The CW4Kids logo used exclusively from May 24, 2008 to August 7, 2010.

On October 2, 2007, the CW announced due to a joint decision between the network's parent companies Time Warner and CBS Corporation that it would cancel the Kids' WB programming block, due to the effects of children's advertising limits and competition from cable television, and sell the programming time to 4Kids Entertainment. Kids' WB was discontinued on the CW on May 17, 2008 (Kids' WB, like The WB Television Network that the block originated, then relaunched as an online-only video on demand service). 4Kids Entertainment took over programming the block on May 24, 2008, premiering under the name the CW4Kids. In addition to programming the block, 4Kids also handled responsibilities for its content and advertising revenue.
At the time of the block's launch, 4Kids also programmed the competing 4Kids TV block for Fox, until that network canceled its time leasing agreement with 4Kids TV on November 10, 2008, due to a dispute between Fox and 4Kids involving 4Kids' failure to pay the network for its time lease, and the network's inability to maintain guaranteed clearances for the block, due to difficulties getting Fox affiliates and stations that would be used as default carriers of the block in markets where the Fox station did not carry 4Kids TV to air it; 4Kids TV would air for the final time on Fox on December 27, 2008.

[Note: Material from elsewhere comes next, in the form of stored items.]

//! Application orchestration module

pub mod initialization;
pub mod execution;
pub mod script;

pub use initialization::{
    load_configuration,
    configure_logging,
    create_renderer,
    handle_export_config
};
pub use execution::{
    load_script,
    run_scenario,
    run_script,
    RunSummary
};
pub use script::{Script, Step};
//! Notification System Error Types
//!
//! Store operations themselves are total. These errors cover misconfiguration:
//! using the store before it exists, building it outside a runtime, or feeding
//! it settings that cannot be interpreted.

use thiserror::Error;

/// Result type for notification operations
pub type NotificationResult<T> = Result<T, NotificationError>;

/// Configuration errors raised by the notification system
#[derive(Debug, Error, Clone, PartialEq, Eq)]
pub enum NotificationError {
    /// A consumer asked for the store before one was installed
    #[error("Notification store not initialized")]
    NotInitialized,

    /// A store was installed into a context that already holds one
    #[error("Notification store already initialized")]
    AlreadyInitialized,

    /// The store was built without a tokio runtime to run its timers on
    #[error("Notification store requires a tokio runtime: {0}")]
    NoRuntime(String),

    /// Unknown notification kind
    #[error("Invalid notification kind: {0}. Valid kinds: success, error, warning, info")]
    InvalidKind(String),

    /// A setting could not be interpreted
    #[error("Invalid notification setting {key} = '{value}'")]
    InvalidSetting { key: String, value: String },
}

impl NotificationError {
    /// Create an invalid kind error
    pub fn invalid_kind(kind: impl Into<String>) -> Self {
        Self::InvalidKind(kind.into())
    }

    /// Create an invalid setting error
    pub fn invalid_setting(key: impl Into<String>, value: impl Into<String>) -> Self {
        Self::InvalidSetting {
            key: key.into(),
            value: value.into(),
        }
    }
}
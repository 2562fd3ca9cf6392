//! Scenario execution against a live store

use anyhow::{Context, Result};
use std::collections::HashMap;
use std::io::Write;
use std::time::Duration;
use log::{info, debug, warn};
use tokio::sync::broadcast::{self, error::TryRecvError};

use crate::{cli, config, display};
use crate::notifications::{
    NotificationConfig, NotificationContext, NotificationId, StoreEvent, TimerStats,
};
use super::script::{Script, Step};

/// Outcome of a scenario run
#[derive(Debug, Clone, PartialEq)]
pub struct RunSummary {
    pub steps: usize,
    pub snapshots: usize,
    /// Active notifications when the last step finished
    pub remaining: usize,
    pub timers: TimerStats,
}

/// Load the scenario named on the command line, or the built-in one
pub fn load_script(args: &cli::Args) -> Result<Script> {
    match &args.script {
        Some(path) => {
            info!("Loading scenario from: {}", path.display());
            Script::load(path)
        }
        None => {
            info!("No scenario given, replaying the built-in example");
            Ok(Script::builtin())
        }
    }
}

/// Entry point for the binary once logging is up
pub async fn run_scenario(args: &cli::Args, config_manager: &config::ConfigManager) -> Result<RunSummary> {
    let script = load_script(args)?;
    let notification_config = config_manager.get_notification_config()?;
    let renderer = super::initialization::create_renderer(config_manager)?;

    let mut stdout = std::io::stdout();
    run_script(&script, &notification_config, &renderer, &mut stdout).await
}

/// Replay `script` against a fresh store, writing events and snapshots to `out`
pub async fn run_script<W: Write>(
    script: &Script,
    notification_config: &NotificationConfig,
    renderer: &display::NotificationRenderer,
    out: &mut W,
) -> Result<RunSummary> {
    let context = NotificationContext::new();
    context.install(notification_config.build_store()?)?;
    let store = context.store()?;
    let mut events = store.subscribe();

    debug!("Running scenario with {} steps", script.len());

    let mut labels: HashMap<String, NotificationId> = HashMap::new();
    let mut elapsed = Duration::ZERO;
    let mut snapshots = 0;

    for (index, step) in script.steps.iter().enumerate() {
        debug!("Step {}: {}", index + 1, step.name());

        match step {
            Step::Add { kind, title, body, ttl_ms, label } => {
                let id = match ttl_ms {
                    Some(ms) => store.add_with_ttl(*kind, title.as_str(), body.as_str(), Duration::from_millis(*ms)),
                    None => store.add(*kind, title.as_str(), body.as_str()),
                };
                if let Some(label) = label {
                    labels.insert(label.clone(), id);
                }
            }
            Step::Remove { label } => {
                let id = labels.get(label).ok_or_else(|| {
                    anyhow::anyhow!("Step {}: remove refers to unknown label '{}'", index + 1, label)
                })?;
                store.remove(id);
            }
            Step::Clear => store.clear_all(),
            Step::List => {
                write_events(&mut events, renderer, out)?;
                let heading = format!("t+{}ms", elapsed.as_millis());
                writeln!(out, "{}", renderer.render_snapshot(&heading, &store.list())?)
                    .context("Failed to write snapshot")?;
                snapshots += 1;
                continue;
            }
            Step::Wait { ms } => {
                let wait = Duration::from_millis(*ms);
                tokio::time::sleep(wait).await;
                elapsed += wait;
            }
        }

        write_events(&mut events, renderer, out)?;
    }

    let summary = RunSummary {
        steps: script.len(),
        snapshots,
        remaining: store.len(),
        timers: store.timer_stats(),
    };

    context.shutdown();
    out.flush().context("Failed to flush output")?;

    info!(
        "Scenario finished: {} steps, {} still active, {} timers fired",
        summary.steps, summary.remaining, summary.timers.fired
    );

    Ok(summary)
}

/// Print every change event received since the last call
fn write_events<W: Write>(
    events: &mut broadcast::Receiver<StoreEvent>,
    renderer: &display::NotificationRenderer,
    out: &mut W,
) -> Result<()> {
    loop {
        match events.try_recv() {
            Ok(event) => {
                debug!("Store event: {}", event.label());
                writeln!(out, "{}", renderer.render_event(&event)?)
                    .context("Failed to write event")?;
            }
            Err(TryRecvError::Lagged(missed)) => {
                warn!("Event feed lagged, {} events missed", missed);
            }
            Err(TryRecvError::Empty) | Err(TryRecvError::Closed) => return Ok(()),
        }
    }
}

On April 27, 2010, 4Kids announced that it would rebrand the CW4Kids as Toonzai, which took effect on September 18, 2010.

===Takeover by Saban Brands and closure===
On June 26, 2012, Kidsco Media Ventures, an affiliate of Saban Capital Group, finalized a bid to acquire 4Kids' agreement with the CW for the block. On July 2, 2012, it was announced that Saban Brands, through Kidsco Media Ventures, would begin programming the block, which would be relaunched under the name Vortexx. Toonzai quietly shut down on the CW on August 18, 2012, after a Yu-Gi-Oh! marathon, with Vortexx premiering the following week on August 25, 2012. Some of Toonzai's programming, including Yu-Gi-Oh!, Yu-Gi-Oh! Zexal, Sonic X, and Dragon Ball Z Kai continued to air on the block until September 27, 2014, when Vortexx closed.

==Programming==
It was the final children's block on the CW to be broadcast only in standard definition.

===Programming differences===
In most markets, CW affiliates used the network's recommended Saturday morning scheduling for the block, though some such as CW owned-and-operated station WUPA in Atlanta aired it on Sunday, instead due to regular Saturday programming. Connecticut affiliate WCCT-TV aired three hours on Saturday, and two hours on Sunday. KMAX-TV in Sacramento, California aired the entire lineup, but it had a four-hour tape delay, running from 11:00 a.m. to 4:00 p.m. WLFL in Raleigh, North Carolina and WNUV in Baltimore, aired the entire lineup, but it had two hours earlier, running from 5:00 a.m. to 10:00 a.m. San Diego's XETV-TV, aired three hours from 5:00 a.m. to 8:00 a.m. and two hours from 10:00 a.m. to noon. San Antonio's KMYS, which affiliated with the CW in 2010, aired it on Sunday and Monday before 5:00 a.m. Other stations preempted portions of the block, while Shreveport, Louisiana's KPXJ-TV preempted the final hour of the block. Columbus, Georgia's WLTZ-DT2 preempted the first half-hour of the block.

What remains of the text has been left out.